* INSTRUCTIONS FOR THE TASK *
One number, and no other words, should make up the answer: how many lines of the listing contain the string "BoundaryFieldMapping".

* MATERIAL TO PROCESS *
------------------------------------
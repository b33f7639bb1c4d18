#![cfg_attr(feature = "fail-on-warnings", deny(warnings))]
#![warn(clippy::all, clippy::pedantic, clippy::nursery, clippy::cargo)]
#![allow(clippy::multiple_crate_versions, clippy::cargo_common_metadata)]

//! Offline tool for the bakery stock map.
//!
//! Runs one refresh cycle over local statistics snapshots (the
//! `{ "data": [...] }` files the statistics service answers with) and a
//! boundary document from disk or a URL, then either writes the enriched
//! `GeoJSON` or renders the choropleth to SVG.

use std::path::PathBuf;
use std::sync::Arc;

use bakery_map_enrich::{EnrichedBoundaryDocument, RefreshCoordinator};
use bakery_map_geography::SourceLoader;
use bakery_map_geography_models::BoundarySource;
use bakery_map_stats::FileStatisticsSource;
use bakery_map_view::{MapConfig, MapView, StatusFilter, svg};
use clap::{Args, Parser, Subcommand};

/// Enrich stock snapshots and render the stock map.
#[derive(Parser)]
#[command(name = "bakery_map_cli")]
#[command(about = "Enrich stock snapshots and render the stock map")]
struct Cli {
    /// Subcommand to execute.
    #[command(subcommand)]
    command: Commands,
}

/// Top-level subcommands.
#[derive(Subcommand)]
enum Commands {
    /// Write the enriched boundary document as `GeoJSON`.
    Enrich {
        #[command(flatten)]
        inputs: Inputs,

        /// Output file (stdout if omitted).
        #[arg(long, short)]
        output: Option<PathBuf>,
    },

    /// Render the choropleth as SVG.
    Render {
        #[command(flatten)]
        inputs: Inputs,

        /// Output file (stdout if omitted).
        #[arg(long, short)]
        output: Option<PathBuf>,

        /// Status filter: `all` or a status such as `critical`.
        #[arg(long, default_value = "all")]
        filter: StatusFilter,

        /// Zoom level.
        #[arg(long)]
        zoom: Option<f64>,

        /// Code of the region to select.
        #[arg(long)]
        selected: Option<String>,

        /// Render without controls and popup.
        #[arg(long)]
        display_only: bool,
    },
}

/// Input files shared by every subcommand.
#[derive(Args)]
struct Inputs {
    /// Boundary document: a file path or an `http(s)://` URL.
    #[arg(long)]
    boundaries: String,

    /// Department statistics snapshot.
    #[arg(long)]
    departments: PathBuf,

    /// Branch details snapshot.
    #[arg(long)]
    branches: PathBuf,

    /// TOML overriding the map defaults (field mapping, viewport, zoom).
    #[arg(long)]
    config: Option<PathBuf>,
}

impl Inputs {
    fn map_config(&self) -> Result<MapConfig, Box<dyn std::error::Error>> {
        match &self.config {
            Some(path) => Ok(MapConfig::embedded().merge_toml(&std::fs::read_to_string(path)?)?),
            None => Ok(MapConfig::embedded()),
        }
    }

    fn boundary_source(&self) -> BoundarySource {
        if self.boundaries.starts_with("http://") || self.boundaries.starts_with("https://") {
            BoundarySource::Url {
                url: self.boundaries.clone(),
            }
        } else {
            BoundarySource::File {
                path: self.boundaries.clone(),
            }
        }
    }

    /// Runs one refresh cycle over the inputs.
    async fn load(
        &self,
        config: &MapConfig,
    ) -> Result<Arc<EnrichedBoundaryDocument>, Box<dyn std::error::Error>> {
        let loader = SourceLoader::new(reqwest::Client::new(), self.boundary_source());
        log::info!("Loading boundaries from {}", loader.source());

        let coordinator = RefreshCoordinator::new(
            Arc::new(FileStatisticsSource::new(&self.departments, &self.branches)),
            Arc::new(loader),
            config.fields.clone(),
        );
        coordinator.refresh().await?;

        coordinator
            .document()
            .ok_or_else(|| "refresh produced no document".into())
    }
}

#[tokio::main]
async fn main() -> Result<(), Box<dyn std::error::Error>> {
    pretty_env_logger::init();
    let cli = Cli::parse();

    match cli.command {
        Commands::Enrich { inputs, output } => cmd_enrich(&inputs, output).await,
        Commands::Render {
            inputs,
            output,
            filter,
            zoom,
            selected,
            display_only,
        } => {
            let options = RenderOptions {
                filter,
                zoom,
                selected,
                display_only,
            };
            cmd_render(&inputs, output, &options).await
        }
    }
}

/// Writes the enriched document as pretty-printed `GeoJSON`.
async fn cmd_enrich(
    inputs: &Inputs,
    output: Option<PathBuf>,
) -> Result<(), Box<dyn std::error::Error>> {
    let config = inputs.map_config()?;
    let document = inputs.load(&config).await?;

    let summary = document.summary();
    log::info!(
        "Enriched {} regions ({} branches, {} needing reorder)",
        document.len(),
        summary.total_branches,
        summary.branches_needing_reorder
    );

    let json = serde_json::to_string_pretty(&document.to_feature_collection())?;
    write_output(output, &json).await
}

struct RenderOptions {
    filter: StatusFilter,
    zoom: Option<f64>,
    selected: Option<String>,
    display_only: bool,
}

/// Renders the choropleth to SVG.
async fn cmd_render(
    inputs: &Inputs,
    output: Option<PathBuf>,
    options: &RenderOptions,
) -> Result<(), Box<dyn std::error::Error>> {
    let mut config = inputs.map_config()?;
    if options.display_only {
        config = config.display_only();
    }
    let document = inputs.load(&config).await?;

    let svg = render(config, document, options);
    write_output(output, &svg).await
}

fn render(
    config: MapConfig,
    document: Arc<EnrichedBoundaryDocument>,
    options: &RenderOptions,
) -> String {
    let mut view = MapView::new(config);
    view.set_document(document);
    view.set_status_filter(options.filter);
    if let Some(zoom) = options.zoom {
        view.set_zoom(zoom);
    }
    if let Some(code) = options.selected.as_deref()
        && !view.click_region(code)
    {
        log::warn!("No region with code {code}, rendering without selection");
    }
    svg::render(&view.frame())
}

async fn write_output(
    output: Option<PathBuf>,
    contents: &str,
) -> Result<(), Box<dyn std::error::Error>> {
    match output {
        Some(path) => {
            tokio::fs::write(&path, contents).await?;
            log::info!("Wrote {}", path.display());
        }
        None => println!("{contents}"),
    }
    Ok(())
}
//! Response contract of the statistics service.
//!
//! Every endpoint answers with a JSON object whose `data` member is the
//! array of rows:
//!
//! ```json
//! { "data": [ { "region": "LIMA", "totalBranches": 5, ... } ] }
//! ```
//!
//! Department rows are strict: a row missing a count fails the whole
//! response. Branch rows are lenient: a row missing its name, region or
//! active flag is dropped with a warning so that one bad record cannot
//! break the region popup.

use bakery_map_stock_models::{BranchDetail, DepartmentStat, StockStatus};
use serde::Deserialize;
use serde::de::DeserializeOwned;

use crate::StatsError;

/// The single response envelope used by every statistics endpoint.
#[derive(Debug, Deserialize)]
pub struct Envelope<T> {
    /// Response rows.
    pub data: Vec<T>,
}

/// A department rollup row as sent over the wire.
#[derive(Debug, Clone, Deserialize)]
#[serde(rename_all = "camelCase")]
pub struct DepartmentStatRow {
    /// Department name.
    pub region: String,
    /// Total branch count.
    pub total_branches: u32,
    /// Active branch count.
    pub active_branches: u32,
    /// Inactive branch count.
    pub inactive_branches: u32,
    /// Branches that need to reorder.
    pub branches_needing_reorder: u32,
    /// Provinces with branches.
    pub province_count: u32,
    /// Aggregate status in any casing/separator style.
    pub status: String,
    /// Open supply requests, if reported.
    #[serde(default)]
    pub pending_requests: Option<u32>,
}

/// A branch row as sent over the wire. Every field may be missing.
#[derive(Debug, Clone, Default, Deserialize)]
#[serde(rename_all = "camelCase")]
pub struct BranchDetailRow {
    /// Branch name.
    #[serde(default)]
    pub name: Option<String>,
    /// Province name.
    #[serde(default)]
    pub province: Option<String>,
    /// Whether the branch is active.
    #[serde(default)]
    pub active: Option<bool>,
    /// Owning department name.
    #[serde(default)]
    pub region: Option<String>,
}

impl From<DepartmentStatRow> for DepartmentStat {
    fn from(row: DepartmentStatRow) -> Self {
        let status = StockStatus::parse_lenient(&row.status).unwrap_or_else(|| {
            log::warn!(
                "Unrecognized status '{}' for department '{}', treating as no-data",
                row.status,
                row.region
            );
            StockStatus::NoData
        });

        Self {
            region: row.region,
            total_branches: row.total_branches,
            active_branches: row.active_branches,
            inactive_branches: row.inactive_branches,
            branches_needing_reorder: row.branches_needing_reorder,
            province_count: row.province_count,
            status,
            pending_requests: row.pending_requests,
        }
    }
}

impl BranchDetailRow {
    /// Converts the row into a [`BranchDetail`], or `None` if a required
    /// field is missing or blank.
    ///
    /// A missing province is tolerated and becomes an empty string.
    #[must_use]
    pub fn into_detail(self) -> Option<BranchDetail> {
        let name = self.name.filter(|s| !s.trim().is_empty())?;
        let region = self.region.filter(|s| !s.trim().is_empty())?;
        let active = self.active?;

        Some(BranchDetail {
            name,
            province: self.province.unwrap_or_default(),
            active,
            region,
        })
    }
}

/// Decodes a response body into its envelope rows.
///
/// # Errors
///
/// Returns [`StatsError::Contract`] if the body is not a `{ "data": [...] }`
/// envelope of well-formed rows.
pub fn decode<T: DeserializeOwned>(body: &str) -> Result<Vec<T>, StatsError> {
    serde_json::from_str::<Envelope<T>>(body)
        .map(|envelope| envelope.data)
        .map_err(|e| StatsError::Contract {
            message: format!("expected {{\"data\": [...]}} envelope: {e}"),
        })
}

/// Decodes a department statistics response.
///
/// # Errors
///
/// Returns [`StatsError::Contract`] if the body violates the contract.
pub fn decode_department_stats(body: &str) -> Result<Vec<DepartmentStat>, StatsError> {
    Ok(decode::<DepartmentStatRow>(body)?
        .into_iter()
        .map(DepartmentStat::from)
        .collect())
}

/// Decodes a branch details response, dropping malformed rows.
///
/// # Errors
///
/// Returns [`StatsError::Contract`] if the body is not an envelope.
pub fn decode_branch_details(body: &str) -> Result<Vec<BranchDetail>, StatsError> {
    let rows = decode::<BranchDetailRow>(body)?;
    let total = rows.len();
    let details: Vec<BranchDetail> = rows
        .into_iter()
        .filter_map(BranchDetailRow::into_detail)
        .collect();

    if details.len() < total {
        log::warn!(
            "Dropped {} of {total} branch rows with missing name, region or active flag",
            total - details.len()
        );
    }

    Ok(details)
}
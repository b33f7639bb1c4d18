//! Point-in-region lookups over the current document.

use bakery_map_enrich::EnrichedBoundaryDocument;
use bakery_map_geography::normalize::to_multipolygon;
use geo::{Area, BoundingRect, Contains, MultiPolygon};
use rstar::{AABB, RTree, RTreeObject};

use crate::projection::GeoBounds;

/// A region polygon stored in the R-tree.
struct RegionEntry {
    code: String,
    area: f64,
    envelope: AABB<[f64; 2]>,
    polygon: MultiPolygon<f64>,
}

impl RTreeObject for RegionEntry {
    type Envelope = AABB<[f64; 2]>;

    fn envelope(&self) -> Self::Envelope {
        self.envelope
    }
}

/// R-tree of region polygons, rebuilt whenever the document changes.
pub struct HitIndex {
    regions: RTree<RegionEntry>,
    bounds: Option<GeoBounds>,
}

impl HitIndex {
    /// Indexes every region of `document` that has a polygon geometry.
    #[must_use]
    pub fn build(document: &EnrichedBoundaryDocument) -> Self {
        let mut entries = Vec::with_capacity(document.len());
        let mut bounds: Option<GeoBounds> = None;

        for enriched in document.regions() {
            let region = &enriched.region;
            let Some(polygon) = region.geometry.as_ref().and_then(to_multipolygon) else {
                log::debug!("Region {} has no polygon geometry, not hit-testable", region.code);
                continue;
            };
            let Some(rect) = polygon.bounding_rect() else {
                continue;
            };

            let region_bounds = GeoBounds {
                west: rect.min().x,
                south: rect.min().y,
                east: rect.max().x,
                north: rect.max().y,
            };
            bounds = Some(bounds.map_or(region_bounds, |b| b.union(region_bounds)));

            entries.push(RegionEntry {
                code: region.code.clone(),
                area: polygon.unsigned_area(),
                envelope: AABB::from_corners(
                    [region_bounds.west, region_bounds.south],
                    [region_bounds.east, region_bounds.north],
                ),
                polygon,
            });
        }

        log::debug!("Indexed {} region polygons for hit testing", entries.len());

        Self {
            regions: RTree::bulk_load(entries),
            bounds,
        }
    }

    /// Bounding box of every indexed region.
    #[must_use]
    pub const fn bounds(&self) -> Option<GeoBounds> {
        self.bounds
    }

    /// Code of the region containing `[lon, lat]`.
    ///
    /// Overlapping regions resolve to the smallest one.
    #[must_use]
    pub fn lookup(&self, lon: f64, lat: f64) -> Option<&str> {
        let point = geo::Point::new(lon, lat);
        let query_env = AABB::from_point([lon, lat]);

        let mut best: Option<&RegionEntry> = None;

        for entry in self.regions.locate_in_envelope_intersecting(&query_env) {
            if entry.polygon.contains(&point) {
                match best {
                    None => best = Some(entry),
                    Some(current) if entry.area < current.area => best = Some(entry),
                    _ => {}
                }
            }
        }

        best.map(|e| e.code.as_str())
    }
}
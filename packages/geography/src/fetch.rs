//! Boundary document fetchers.
//!
//! The document is a single standard `GeoJSON` `FeatureCollection`, served
//! either from a versioned URL or a file on disk.

use geojson::GeoJson;

use crate::BoundaryError;

/// Maximum length of the response body preview included in error messages.
const BODY_PREVIEW_LEN: usize = 200;

/// Fetches and parses the boundary document from `url`.
///
/// # Errors
///
/// Returns [`BoundaryError`] if the request fails, the server answers
/// with a non-success status, or the body is not valid `GeoJSON`.
pub async fn fetch_url(client: &reqwest::Client, url: &str) -> Result<GeoJson, BoundaryError> {
    let resp = client.get(url).send().await?;
    if !resp.status().is_success() {
        return Err(BoundaryError::Conversion {
            message: format!("Boundary request failed with status {}", resp.status()),
        });
    }
    let body = resp.text().await?;
    parse(&body)
}

/// Reads and parses the boundary document from a local file.
///
/// # Errors
///
/// Returns [`BoundaryError`] if the file cannot be read or is not valid
/// `GeoJSON`.
pub async fn read_file(path: &str) -> Result<GeoJson, BoundaryError> {
    let body = tokio::fs::read_to_string(path).await?;
    parse(&body)
}

/// Parses a boundary document body.
///
/// # Errors
///
/// Returns [`BoundaryError::GeoJson`] if `body` is not valid `GeoJSON`.
pub fn parse(body: &str) -> Result<GeoJson, BoundaryError> {
    body.parse::<GeoJson>().map_err(|e| {
        let preview: String = body.chars().take(BODY_PREVIEW_LEN).collect();
        log::warn!("Failed to parse boundary document: {e}\n  body preview: {preview}");
        BoundaryError::GeoJson(e)
    })
}

#[cfg(test)]
mod tests {
    use super::*;

    #[test]
    fn parses_feature_collection() {
        let doc = parse(
            r#"{"type":"FeatureCollection","features":[
                {"type":"Feature","properties":{"NOMBDEP":"LIMA"},"geometry":null}
            ]}"#,
        )
        .unwrap();
        let GeoJson::FeatureCollection(fc) = doc else {
            panic!("expected a FeatureCollection");
        };
        assert_eq!(fc.features.len(), 1);
    }

    #[test]
    fn rejects_non_geojson() {
        assert!(matches!(
            parse("<html>not found</html>"),
            Err(BoundaryError::GeoJson(_))
        ));
    }

    #[tokio::test]
    async fn missing_file_is_io_error() {
        let path = std::env::temp_dir().join("bakery_map_missing_boundaries.geojson");
        let _ = std::fs::remove_file(&path);
        let result = read_file(&path.to_string_lossy()).await;
        assert!(matches!(result, Err(BoundaryError::Io(_))));
    }

    #[tokio::test]
    async fn reads_file_from_disk() {
        let path = std::env::temp_dir().join("bakery_map_fetch_test.geojson");
        std::fs::write(&path, r#"{"type":"FeatureCollection","features":[]}"#).unwrap();
        let doc = read_file(&path.to_string_lossy()).await.unwrap();
        assert!(matches!(doc, GeoJson::FeatureCollection(_)));
        let _ = std::fs::remove_file(&path);
    }
}
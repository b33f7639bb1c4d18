//! The enrichment join.
//!
//! For every boundary feature:
//!
//! 1. Find the department stat whose name matches the region name, ignoring
//!    case and surrounding whitespace.
//! 2. Derive the status: `no-data` without a stat, `inactive` when every
//!    branch is inactive, otherwise the stat's own status.
//! 3. Attach every branch row whose region matches, as-is.
//! 4. Color the region from the status policy.
//!
//! The input document is only borrowed; a fresh document is returned.

use std::collections::BTreeMap;

use bakery_map_geography::normalize;
use bakery_map_geography_models::BoundaryFieldMapping;
use bakery_map_stock_models::{
    BranchDetail, DepartmentStat, EnrichedRegionProperties, StockStatus, normalize_region_name,
    policy,
};
use geojson::GeoJson;

use crate::EnrichError;
use crate::document::{EnrichedBoundaryDocument, EnrichedRegion};

/// Derives the display status for a region from its matching stat.
///
/// An all-inactive department reads as `inactive` whatever status the
/// back office computed for it.
#[must_use]
pub const fn derive_status(stat: Option<&DepartmentStat>) -> StockStatus {
    match stat {
        None => StockStatus::NoData,
        Some(stat) if stat.all_inactive() => StockStatus::Inactive,
        Some(stat) => stat.status,
    }
}

/// Enriches a boundary document with one statistics snapshot.
///
/// # Errors
///
/// Returns [`EnrichError::NotACollection`] if `boundaries` is a bare
/// geometry or a single feature rather than a `FeatureCollection`.
pub fn enrich(
    boundaries: &GeoJson,
    fields: &BoundaryFieldMapping,
    stats: &[DepartmentStat],
    branches: &[BranchDetail],
) -> Result<EnrichedBoundaryDocument, EnrichError> {
    let collection = match boundaries {
        GeoJson::FeatureCollection(fc) => fc,
        GeoJson::Feature(_) => return Err(EnrichError::NotACollection { found: "Feature" }),
        GeoJson::Geometry(_) => return Err(EnrichError::NotACollection { found: "Geometry" }),
    };

    let stats_by_name = index_stats(stats);
    let branches_by_name = index_branches(branches);

    let regions: Vec<EnrichedRegion> = normalize::normalize_features(collection, fields)
        .into_iter()
        .map(|region| {
            let Some(name) = region.name.as_deref() else {
                let properties =
                    EnrichedRegionProperties::no_data(region.display_name(), region.code.clone());
                return EnrichedRegion { region, properties };
            };

            let key = normalize_region_name(name);
            let stat = stats_by_name.get(&key).copied();
            if stat.is_none() {
                log::debug!("No statistics for region '{name}'");
            }

            let status = derive_status(stat);
            let branch_details: Vec<BranchDetail> = branches_by_name
                .get(&key)
                .map(|rows| rows.iter().map(|&b| b.clone()).collect())
                .unwrap_or_default();

            let properties = EnrichedRegionProperties {
                name: name.to_string(),
                code: region.code.clone(),
                status,
                total_branches: stat.map_or(0, |s| s.total_branches),
                active_branches: stat.map_or(0, |s| s.active_branches),
                inactive_branches: stat.map_or(0, |s| s.inactive_branches),
                branches_needing_reorder: stat.map_or(0, |s| s.branches_needing_reorder),
                province_count: stat.map_or(0, |s| s.province_count),
                branch_details,
                display_color: policy::color(status).to_string(),
                pending_requests: stat.and_then(|s| s.pending_requests),
            };

            EnrichedRegion { region, properties }
        })
        .collect();

    let matched = regions
        .iter()
        .filter(|r| r.properties.status != StockStatus::NoData)
        .count();
    log::debug!(
        "Enriched {} regions ({matched} with statistics, {} stats supplied)",
        regions.len(),
        stats.len()
    );

    Ok(EnrichedBoundaryDocument::new(regions))
}

/// Indexes stats by normalized region name. The first row for a name wins.
fn index_stats(stats: &[DepartmentStat]) -> BTreeMap<String, &DepartmentStat> {
    let mut map = BTreeMap::new();
    for stat in stats {
        let key = normalize_region_name(&stat.region);
        if map.contains_key(&key) {
            log::warn!("Duplicate statistics for region '{}', keeping the first", stat.region);
            continue;
        }
        map.insert(key, stat);
    }
    map
}

fn index_branches(branches: &[BranchDetail]) -> BTreeMap<String, Vec<&BranchDetail>> {
    let mut map: BTreeMap<String, Vec<&BranchDetail>> = BTreeMap::new();
    for branch in branches {
        map.entry(normalize_region_name(&branch.region))
            .or_default()
            .push(branch);
    }
    map
}

#[cfg(test)]
mod tests {
    use super::*;

    fn fields() -> BoundaryFieldMapping {
        BoundaryFieldMapping {
            name: "name".to_string(),
            code: "code".to_string(),
            centroid: None,
        }
    }

    fn boundaries(names: &[&str]) -> GeoJson {
        let features: Vec<serde_json::Value> = names
            .iter()
            .map(|name| {
                serde_json::json!({
                    "type": "Feature",
                    "properties": { "name": name },
                    "geometry": {
                        "type": "Polygon",
                        "coordinates": [[[0.0, 0.0], [1.0, 0.0], [1.0, 1.0], [0.0, 1.0], [0.0, 0.0]]]
                    }
                })
            })
            .collect();
        serde_json::json!({ "type": "FeatureCollection", "features": features })
            .to_string()
            .parse()
            .unwrap()
    }

    fn stat(region: &str, active: u32, inactive: u32, status: StockStatus) -> DepartmentStat {
        DepartmentStat {
            region: region.to_string(),
            total_branches: active + inactive,
            active_branches: active,
            inactive_branches: inactive,
            branches_needing_reorder: 0,
            province_count: 1,
            status,
            pending_requests: None,
        }
    }

    fn branch(region: &str, name: &str, active: bool) -> BranchDetail {
        BranchDetail {
            name: name.to_string(),
            province: region.to_string(),
            active,
            region: region.to_string(),
        }
    }

    #[test]
    fn lima_and_cusco_scenario() {
        let doc = enrich(
            &boundaries(&["Lima", "Cusco"]),
            &fields(),
            &[stat("LIMA", 5, 0, StockStatus::Normal)],
            &[branch("Lima", "Sucursal Centro", true)],
        )
        .unwrap();

        let lima = &doc.regions()[0].properties;
        assert_eq!(lima.status, StockStatus::Normal);
        assert_eq!(lima.branch_details.len(), 1);
        assert_eq!(lima.branch_details[0].name, "Sucursal Centro");
        assert_eq!(lima.display_color, policy::color(StockStatus::Normal));
        assert_eq!(lima.active_branches, 5);

        let cusco = &doc.regions()[1].properties;
        assert_eq!(cusco.status, StockStatus::NoData);
        assert!(cusco.branch_details.is_empty());
        assert_eq!(cusco.display_color, policy::color(StockStatus::NoData));
    }

    #[test]
    fn all_inactive_region_is_forced_inactive() {
        let doc = enrich(
            &boundaries(&["Trujillo"]),
            &fields(),
            &[stat("Trujillo", 0, 2, StockStatus::Normal)],
            &[],
        )
        .unwrap();
        let props = &doc.regions()[0].properties;
        assert_eq!(props.status, StockStatus::Inactive);
        assert_eq!(props.display_color, policy::color(StockStatus::Inactive));
    }

    #[test]
    fn forced_inactive_overrides_every_reported_status() {
        for &reported in StockStatus::all() {
            let status = derive_status(Some(&stat("Ica", 0, 3, reported)));
            assert_eq!(status, StockStatus::Inactive, "reported {reported}");
        }
    }

    #[test]
    fn stat_status_is_kept_when_some_branch_is_active() {
        assert_eq!(
            derive_status(Some(&stat("Ica", 1, 3, StockStatus::Critical))),
            StockStatus::Critical
        );
        assert_eq!(
            derive_status(Some(&stat("Ica", 0, 0, StockStatus::Low))),
            StockStatus::Low
        );
        assert_eq!(derive_status(None), StockStatus::NoData);
    }

    #[test]
    fn name_matching_ignores_case_and_whitespace() {
        for spelling in ["Lima", "lima", " Lima ", "LIMA"] {
            let doc = enrich(
                &boundaries(&[spelling]),
                &fields(),
                &[stat(" lima", 2, 0, StockStatus::Low)],
                &[branch("LIMA ", "Sucursal Miraflores", true)],
            )
            .unwrap();
            let props = &doc.regions()[0].properties;
            assert_eq!(props.status, StockStatus::Low, "spelling {spelling:?}");
            assert_eq!(props.branch_details.len(), 1, "spelling {spelling:?}");
        }
    }

    #[test]
    fn branch_details_are_not_deduplicated() {
        let doc = enrich(
            &boundaries(&["Piura"]),
            &fields(),
            &[stat("Piura", 2, 1, StockStatus::Normal)],
            &[
                branch("Piura", "Sucursal Grau", true),
                branch("Piura", "Sucursal Grau", true),
                branch("Piura", "Sucursal Sullana", false),
                branch("Tumbes", "Sucursal Tumbes", true),
            ],
        )
        .unwrap();
        assert_eq!(doc.regions()[0].properties.branch_details.len(), 3);
    }

    #[test]
    fn enrichment_is_pure() {
        let input = boundaries(&["Lima", "Cusco", "Puno"]);
        let before = input.clone();
        let stats = [stat("Lima", 3, 1, StockStatus::Critical)];
        let branches = [branch("Lima", "Sucursal Centro", true)];

        let first = enrich(&input, &fields(), &stats, &branches).unwrap();
        let second = enrich(&input, &fields(), &stats, &branches).unwrap();

        assert_eq!(first, second);
        assert_eq!(input, before);
    }

    #[test]
    fn feature_without_name_passes_through_as_no_data() {
        let input: GeoJson = r#"{"type":"FeatureCollection","features":[
            {"type":"Feature","properties":{"other":"x"},"geometry":null}
        ]}"#
        .parse()
        .unwrap();
        let doc = enrich(&input, &fields(), &[stat("Lima", 1, 0, StockStatus::Normal)], &[]).unwrap();
        assert_eq!(doc.len(), 1);
        assert_eq!(doc.regions()[0].properties.status, StockStatus::NoData);
        assert!(doc.regions()[0].properties.branch_details.is_empty());
    }

    #[test]
    fn unnamed_feature_is_labelled_by_code() {
        let input: GeoJson = r#"{"type":"FeatureCollection","features":[
            {"type":"Feature","properties":{"code":"99"},"geometry":null}
        ]}"#
        .parse()
        .unwrap();
        let doc = enrich(&input, &fields(), &[], &[]).unwrap();
        assert_eq!(doc.regions()[0].properties.name, "99");

        let feature = doc.regions()[0].to_feature();
        let properties = feature.properties.unwrap();
        assert_eq!(properties["name"], "99");
        assert_eq!(properties["status"], "no-data");
    }

    #[test]
    fn empty_collection_yields_empty_document() {
        let doc = enrich(&boundaries(&[]), &fields(), &[], &[]).unwrap();
        assert!(doc.is_empty());
    }

    #[test]
    fn non_collection_is_rejected() {
        let input: GeoJson = r#"{"type":"Point","coordinates":[0,0]}"#.parse().unwrap();
        let result = enrich(&input, &fields(), &[], &[]);
        assert!(matches!(
            result,
            Err(EnrichError::NotACollection { found: "Geometry" })
        ));
    }

    #[test]
    fn first_duplicate_stat_wins() {
        let doc = enrich(
            &boundaries(&["Tacna"]),
            &fields(),
            &[
                stat("Tacna", 1, 0, StockStatus::Low),
                stat("TACNA", 1, 0, StockStatus::Critical),
            ],
            &[],
        )
        .unwrap();
        assert_eq!(doc.regions()[0].properties.status, StockStatus::Low);
    }
}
------------------------------------
* OUTPUT FOR THIS EXERCISE *
4